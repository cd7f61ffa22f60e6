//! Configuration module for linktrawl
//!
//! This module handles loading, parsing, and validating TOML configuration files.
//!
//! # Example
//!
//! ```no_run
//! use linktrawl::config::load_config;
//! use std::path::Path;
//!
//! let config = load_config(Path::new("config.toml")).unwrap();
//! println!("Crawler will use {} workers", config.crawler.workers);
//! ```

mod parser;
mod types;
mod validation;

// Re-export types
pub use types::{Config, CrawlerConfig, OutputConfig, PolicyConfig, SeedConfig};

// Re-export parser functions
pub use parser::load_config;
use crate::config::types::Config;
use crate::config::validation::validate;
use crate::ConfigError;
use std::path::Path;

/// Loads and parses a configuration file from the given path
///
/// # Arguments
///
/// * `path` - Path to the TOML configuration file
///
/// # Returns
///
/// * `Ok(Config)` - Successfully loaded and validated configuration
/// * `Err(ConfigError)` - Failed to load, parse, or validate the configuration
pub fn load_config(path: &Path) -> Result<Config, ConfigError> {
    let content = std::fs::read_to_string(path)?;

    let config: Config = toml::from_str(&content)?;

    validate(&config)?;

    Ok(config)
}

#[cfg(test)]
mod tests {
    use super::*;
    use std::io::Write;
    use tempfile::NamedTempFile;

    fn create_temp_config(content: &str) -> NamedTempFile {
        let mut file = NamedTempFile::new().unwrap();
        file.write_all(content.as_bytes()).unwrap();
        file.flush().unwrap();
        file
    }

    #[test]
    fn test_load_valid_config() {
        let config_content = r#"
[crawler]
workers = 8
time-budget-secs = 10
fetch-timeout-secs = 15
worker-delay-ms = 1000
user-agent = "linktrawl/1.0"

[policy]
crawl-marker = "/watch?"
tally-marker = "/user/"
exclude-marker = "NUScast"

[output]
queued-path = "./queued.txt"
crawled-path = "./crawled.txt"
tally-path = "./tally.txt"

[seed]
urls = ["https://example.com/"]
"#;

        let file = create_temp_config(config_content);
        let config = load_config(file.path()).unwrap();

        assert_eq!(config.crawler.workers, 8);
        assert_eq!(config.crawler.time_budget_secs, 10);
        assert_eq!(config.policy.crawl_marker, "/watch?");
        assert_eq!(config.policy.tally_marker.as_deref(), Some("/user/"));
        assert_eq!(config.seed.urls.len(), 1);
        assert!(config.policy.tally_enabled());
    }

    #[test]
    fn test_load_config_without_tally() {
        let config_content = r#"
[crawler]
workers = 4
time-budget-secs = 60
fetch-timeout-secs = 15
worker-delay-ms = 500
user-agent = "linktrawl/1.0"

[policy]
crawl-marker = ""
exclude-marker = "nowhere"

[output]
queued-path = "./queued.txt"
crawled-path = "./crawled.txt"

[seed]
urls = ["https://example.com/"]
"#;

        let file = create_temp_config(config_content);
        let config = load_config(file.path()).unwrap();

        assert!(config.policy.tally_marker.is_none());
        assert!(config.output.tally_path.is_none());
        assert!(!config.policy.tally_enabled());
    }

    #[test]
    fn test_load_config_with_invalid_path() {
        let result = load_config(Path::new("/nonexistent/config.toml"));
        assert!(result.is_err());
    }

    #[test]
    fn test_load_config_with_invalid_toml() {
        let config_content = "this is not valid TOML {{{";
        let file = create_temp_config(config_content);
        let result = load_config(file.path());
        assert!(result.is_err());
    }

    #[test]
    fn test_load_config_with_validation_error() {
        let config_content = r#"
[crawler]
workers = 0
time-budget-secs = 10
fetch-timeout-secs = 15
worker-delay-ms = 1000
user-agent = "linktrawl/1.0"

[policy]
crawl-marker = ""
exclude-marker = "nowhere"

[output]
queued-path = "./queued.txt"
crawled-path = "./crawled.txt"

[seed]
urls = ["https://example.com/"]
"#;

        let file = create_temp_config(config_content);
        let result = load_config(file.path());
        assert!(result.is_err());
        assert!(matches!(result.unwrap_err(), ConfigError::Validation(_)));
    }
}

────────────────

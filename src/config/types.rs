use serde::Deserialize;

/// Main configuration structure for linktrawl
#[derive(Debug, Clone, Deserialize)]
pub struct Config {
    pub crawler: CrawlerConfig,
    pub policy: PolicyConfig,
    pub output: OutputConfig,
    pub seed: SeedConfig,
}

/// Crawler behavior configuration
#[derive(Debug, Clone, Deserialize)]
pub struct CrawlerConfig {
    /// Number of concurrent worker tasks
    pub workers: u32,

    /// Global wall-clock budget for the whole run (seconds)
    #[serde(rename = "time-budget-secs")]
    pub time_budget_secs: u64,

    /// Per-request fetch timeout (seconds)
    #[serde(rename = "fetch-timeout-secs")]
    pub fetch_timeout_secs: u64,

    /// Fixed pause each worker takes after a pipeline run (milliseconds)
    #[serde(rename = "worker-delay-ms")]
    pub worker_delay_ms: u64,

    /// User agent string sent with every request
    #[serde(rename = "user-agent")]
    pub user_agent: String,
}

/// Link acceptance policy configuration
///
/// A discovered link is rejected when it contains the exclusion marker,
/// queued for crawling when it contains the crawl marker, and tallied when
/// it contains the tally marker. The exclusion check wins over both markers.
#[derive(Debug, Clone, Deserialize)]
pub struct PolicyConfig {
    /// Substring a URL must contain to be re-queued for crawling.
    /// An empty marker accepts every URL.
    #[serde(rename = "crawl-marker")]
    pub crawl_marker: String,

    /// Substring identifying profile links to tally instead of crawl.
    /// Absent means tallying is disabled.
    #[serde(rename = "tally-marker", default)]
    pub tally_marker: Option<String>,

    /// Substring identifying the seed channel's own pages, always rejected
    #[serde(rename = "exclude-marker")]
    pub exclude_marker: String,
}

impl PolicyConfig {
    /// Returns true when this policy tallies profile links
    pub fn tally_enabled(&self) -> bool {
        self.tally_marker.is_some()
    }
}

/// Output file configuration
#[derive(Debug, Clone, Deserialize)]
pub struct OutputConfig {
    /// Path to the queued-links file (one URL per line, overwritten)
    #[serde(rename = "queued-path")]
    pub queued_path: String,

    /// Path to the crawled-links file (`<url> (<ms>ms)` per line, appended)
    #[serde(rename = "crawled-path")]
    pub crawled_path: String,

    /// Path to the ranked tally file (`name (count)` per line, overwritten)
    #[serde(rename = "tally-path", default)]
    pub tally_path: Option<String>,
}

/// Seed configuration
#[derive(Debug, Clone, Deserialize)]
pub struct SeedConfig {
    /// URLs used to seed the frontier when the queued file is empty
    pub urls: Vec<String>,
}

────────────────

Activity: If a line in the records contains the string "SeedConfig", copy it out.

Solution:
pub use types::{Config, CrawlerConfig, OutputConfig, PolicyConfig, SeedConfig};
    pub seed: SeedConfig,
pub struct SeedConfig {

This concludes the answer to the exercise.